Kementerian Sosial Republik Indonesia (Kemensos RI) memberikan batas waktu 90 hari kepada peserta Penerima Bantuan Iuran Jaminan Kesehatan (PBI JK) yang berada pada desil 6–10 untuk memperbarui data mereka agar kepesertaannya tidak dinonaktifkan.
Oleh karena itu, para peserta PBI JK diharapkan segera melakukan pembaruan data melalui Data Tunggal Sosial dan Ekonomi Nasional (DTSEN). Jika kondisi ekonomi sudah dinilai mampu, peserta juga dianjurkan untuk beralih ke kepesertaan mandiri.
Namun, apabila peserta PBI JK merasa bahwa statusnya tidak sesuai, misalnya masih tergolong tidak mampu tetapi tercatat sebagai mampu, maka mereka dapat mengajukan perbaikan data melalui DTSEN.
“PBI JK hanya untuk keluarga tidak mampu pada desil 1-5. Mari dukung upaya bansos semakin tepat sasaran karena setiap ada satu bantuan yg dinikmati orang mampu disitu ada hak orang tidak mampu yang terampas,” jelas akun resmi Instagram @pusdatinkesos, Jumat (13/3/2026).
Dilansir dari Kompas.com untuk mengetahui status desil, masyarakat dapat mengikuti langkah-langkah pengecekan yang tersedia di situs cekbansos.kemensos.go.id.
Cara Mengecek Status Desil
- Kunjungi situs resmi https://cekbansos.kemensos.go.id.
- Masukkan NIK sesuai yang tertera pada KTP, lalu tekan tombol Cari Data.
Setelah itu, sistem akan menampilkan beberapa informasi, antara lain:
- Nama lengkap
- Kategori atau kelompok desil
- Status bantuan
- Periode penyaluran bantuan sosial (bansos)
Apabila data desil sudah muncul, peserta perlu memastikan apakah masih memenuhi syarat untuk menerima bansos atau tidak.
Kategori Desil
Pengelompokan desil dibagi ke dalam beberapa tingkat, yaitu:
- Desil 1: 10 persen masyarakat dengan kondisi ekonomi paling rendah (miskin ekstrem)
- Desil 2: Kelompok masyarakat miskin
- Desil 3: Kelompok hampir miskin
- Desil 4: Masyarakat yang tergolong rentan miskin
- Desil 5: Kelompok dengan kondisi ekonomi pas-pasan atau mendekati kelas menengah
- Desil 6–10: Golongan masyarakat menengah hingga atas yang dinilai sudah mampu secara ekonomi
Namun demikian, pengelompokan tersebut diperbarui secara berkala setiap tiga bulan.

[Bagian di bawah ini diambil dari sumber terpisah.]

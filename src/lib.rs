#![warn(
    clippy::pedantic,
    clippy::single_char_lifetime_names,
    clippy::std_instead_of_core
)]
#![allow(clippy::enum_glob_use, clippy::missing_errors_doc)]

//! Reverse-engineering toolkit for MCPK archives and the MCS compiled-script
//! envelope they carry.
//!
//! - [`hashing`] computes the dual 32-bit hash MCPK uses to index files and
//!   directories without storing their names.
//! - [`nls`] is the seeded six-round substitution cipher keying the standard
//!   MCS envelope.
//! - [`envelope`] reverses (and produces) the layered MCS cryptographic
//!   envelope: leading-byte detection, XOR, zlib, and [`nls::NlsCipher`].
//! - [`marshal`] recursively decodes the tagged object graph an envelope
//!   unwraps to, including its embedded per-object RC4/XOR streams.
//! - [`opcode`] remaps a decoded code object's scrambled instruction stream
//!   back to standard opcodes.
//! - [`emitter`] writes a decoded object graph back out as a byte-exact
//!   standard compiled-script image.
//! - [`archive`] is the MCPK container codec: directory/index tables over a
//!   flat, optionally zlib-wrapped data region.
//!
//! [`recover_script`] chains envelope, marshal, opcode, and emitter into the
//! single extraction pipeline described by the format: raw bytes in, a
//! standard compiled-script image out.

mod cc;
pub mod archive;
mod containers;
pub mod emitter;
pub mod envelope;
pub mod error;
pub mod hashing;
pub mod marshal;
pub mod nls;
pub mod opcode;

use error::Report;

/// Runs the full extraction pipeline on one MCS envelope: decrypt, decode
/// the marshalled object graph, and re-emit it as a standard compiled-script
/// image with embedded code objects' opcodes rewritten.
///
/// This is the composition [`archive::unpack_dir`] applies to every script
/// entry it extracts from a script archive; it is exposed directly for
/// callers working with a loose MCS file rather than a whole MCPK archive.
#[must_use]
pub fn recover_script(data: &[u8]) -> Report<Vec<u8>> {
    let decrypted = envelope::decrypt(data);
    match marshal::MarshalDecoder::decode(&decrypted.value) {
        Ok(decoded) => {
            let mut warnings = decrypted.warnings;
            warnings.extend(decoded.warnings);
            Report::new(emitter::emit(&decoded.value), warnings)
        }
        Err(err) => {
            let mut warnings = decrypted.warnings;
            warnings.push(err);
            Report::new(decrypted.value, warnings)
        }
    }
}

pub mod prelude {
    pub use crate::{
        archive::Archive,
        envelope::ContentType,
        error::{Error, Report, Result},
        hashing::Hash,
        marshal::{MarshalDecoder, MarshalObject},
    };
}
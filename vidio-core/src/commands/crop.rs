use std::path::PathBuf;

use crate::commands::{Context, Outcome};
use crate::error::Result;
use crate::ffmpeg_wrapper::FFmpegCommand;
use crate::filter_graph::FilterChain;
use crate::filters::crop_filter;
use crate::geometry::{CropRegion, CropRequest, resolve_crop};
use crate::presets::CropPreset;

#[derive(Debug, Clone)]
pub struct CropOptions {
    pub input: PathBuf,
    pub output: PathBuf,
    pub width: Option<u32>,
    pub height: Option<u32>,
    pub x: Option<u32>,
    pub y: Option<u32>,
    pub preset: Option<String>,
    /// Center the region when no offsets are given
    pub keep_aspect: bool,
    pub overwrite: bool,
}

impl CropOptions {
    /// Geometry request, with the preset name already checked
    pub fn request(&self) -> Result<CropRequest> {
        let preset = self.preset.as_deref().map(CropPreset::parse).transpose()?;
        Ok(CropRequest {
            preset,
            width: self.width,
            height: self.height,
            x: self.x,
            y: self.y,
            center: self.keep_aspect,
        })
    }
}

/// Crop with the audio stream copied as-is
pub fn build(options: &CropOptions, region: &CropRegion) -> FFmpegCommand {
    FFmpegCommand::new(&options.output)
        .input(&options.input)
        .video_filter(&FilterChain::new().then(crop_filter(region)))
        .audio_codec("copy")
}

pub fn run(options: &CropOptions, ctx: &mut Context<'_>) -> Result<Outcome> {
    let request = options.request()?;

    let Some(overwrite) = ctx.claim_output(&options.output, options.overwrite) else {
        return Ok(Outcome::Aborted);
    };

    let source = ctx.probe_dimensions(&options.input)?;
    ctx.reporter
        .detail(&format!("Original video dimensions: {}", source));

    let resolved = resolve_crop(&request, source)?;
    if let Some(name) = options.preset.as_deref() {
        ctx.reporter.info(&format!("Using preset: {}", name));
    }
    ctx.reporter.advisories(&resolved.advisories);

    let region = resolved.value;
    ctx.reporter.info(&format!(
        "Cropping to {}x{} at position ({}, {})",
        region.width, region.height, region.x, region.y
    ));

    let command = build(options, &region).overwrite(overwrite);
    ctx.engine.transcode(&command)?;

    ctx.reporter.success(&format!(
        "Cropped video saved to {}",
        options.output.display()
    ));
    Ok(Outcome::Completed)
}

#[cfg(test)]
mod tests {
    use super::*;
    use crate::commands::testing::{FakeEngine, run_with};
    use crate::error::{Axis, BoundsViolation, Error};
    use crate::report::Level;

    fn options(dir: &tempfile::TempDir) -> CropOptions {
        CropOptions {
            input: PathBuf::from("in.mp4"),
            output: dir.path().join("out.mp4"),
            width: None,
            height: None,
            x: None,
            y: None,
            preset: None,
            keep_aspect: true,
            overwrite: false,
        }
    }

    #[test]
    fn center_square_preset() {
        let dir = tempfile::tempdir().unwrap();
        let mut opts = options(&dir);
        opts.preset = Some("center-square".into());

        let engine = FakeEngine::new().with_video(640, 360);
        let (result, reporter, _) = run_with(&engine, false, |ctx| run(&opts, ctx));
        assert_eq!(result.unwrap(), Outcome::Completed);

        let args = engine.args(0);
        assert_eq!(&args[..4], &["-i", "in.mp4", "-vf", "crop=360:360:140:0"]);
        assert_eq!(&args[4..7], &["-c:a", "copy", "-n"]);
        assert!(reporter.contains("Using preset: center-square"));
        assert!(reporter.contains("Cropping to 360x360 at position (140, 0)"));
    }

    #[test]
    fn unknown_preset_fails_before_probing() {
        let dir = tempfile::tempdir().unwrap();
        let mut opts = options(&dir);
        opts.preset = Some("21:9".into());

        let engine = FakeEngine::new().with_video(640, 360);
        let (result, _, _) = run_with(&engine, false, |ctx| run(&opts, ctx));
        assert!(matches!(result, Err(Error::UnknownPreset { .. })));
        assert!(engine.probed.borrow().is_empty());
    }

    #[test]
    fn odd_manual_crop_is_centered_and_evened() {
        let dir = tempfile::tempdir().unwrap();
        let mut opts = options(&dir);
        opts.width = Some(301);
        opts.height = Some(201);

        let engine = FakeEngine::new().with_video(640, 360);
        let (result, reporter, _) = run_with(&engine, false, |ctx| run(&opts, ctx));
        assert_eq!(result.unwrap(), Outcome::Completed);
        // centred on the requested size, then shrunk to even
        assert_eq!(engine.args(0)[3], "crop=300:200:169:79");
        assert_eq!(reporter.at(Level::Detail).count(), 4);
    }

    #[test]
    fn crop_past_the_edge_is_rejected() {
        let dir = tempfile::tempdir().unwrap();
        let mut opts = options(&dir);
        opts.width = Some(100);
        opts.height = Some(100);
        opts.x = Some(541);
        opts.y = Some(0);

        let engine = FakeEngine::new().with_video(640, 360);
        let (result, _, _) = run_with(&engine, false, |ctx| run(&opts, ctx));
        match result {
            Err(Error::CropOutOfBounds(BoundsViolation::Exceeds { axis, overflow, .. })) => {
                assert_eq!(axis, Axis::Width);
                assert_eq!(overflow, 1);
            }
            other => panic!("unexpected: {:?}", other),
        }
        assert_eq!(engine.transcodes(), 0);
    }

    #[test]
    fn input_without_video_fails() {
        let dir = tempfile::tempdir().unwrap();
        let mut opts = options(&dir);
        opts.preset = Some("16:9".into());

        let engine = FakeEngine::new().with_probe(
            "in.mp4",
            r#"{"streams":[{"codec_type":"audio"}],"format":{}}"#,
        );
        let (result, _, _) = run_with(&engine, false, |ctx| run(&opts, ctx));
        assert!(matches!(result, Err(Error::NoVideoStream(_))));
    }
}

Data yang digunakan bersumber dari Data Tunggal Sosial dan Ekonomi Nasional (DTSEN) Kemensos serta Badan Pusat Statistik (BPS).
Melalui pembaruan data ini, peserta dapat melakukan penyesuaian status desil untuk memastikan apakah masih memenuhi syarat sebagai penerima bansos atau tidak.
Cara Mengubah Data Desil
Perubahan data desil dapat dilakukan melalui dua cara, yaitu:
- Jalur resmi, dengan mendatangi kantor desa/kelurahan atau dinas sosial (dinsos) setempat.
- Jalur mandiri, melalui aplikasi Cek Bansos dari Kementerian Sosial.
Perlu diperhatikan, meskipun seseorang terdaftar sebagai penerima bansos, statusnya dapat dinyatakan tidak memenuhi syarat apabila:
- Identitas atau alamat penerima tidak ditemukan.
- Data yang tercatat tidak valid atau belum terverifikasi.
- Penerima bantuan telah meninggal dunia.
- Berstatus sebagai ASN, TNI, Polri, pejabat negara, atau pegawai BUMN/BUMD.
- Memiliki anggota keluarga yang bekerja dengan status tersebut.
Karena itu, masyarakat diimbau untuk rutin memeriksa status pengelompokan desil melalui laman resmi bansos Kemensos agar selalu mengetahui pembaruan informasi terbaru.
Kesimpulan
Peserta PBI JK desil 6–10 diberikan waktu 90 hari untuk memperbarui data melalui DTSEN agar status kepesertaan tidak dinonaktifkan.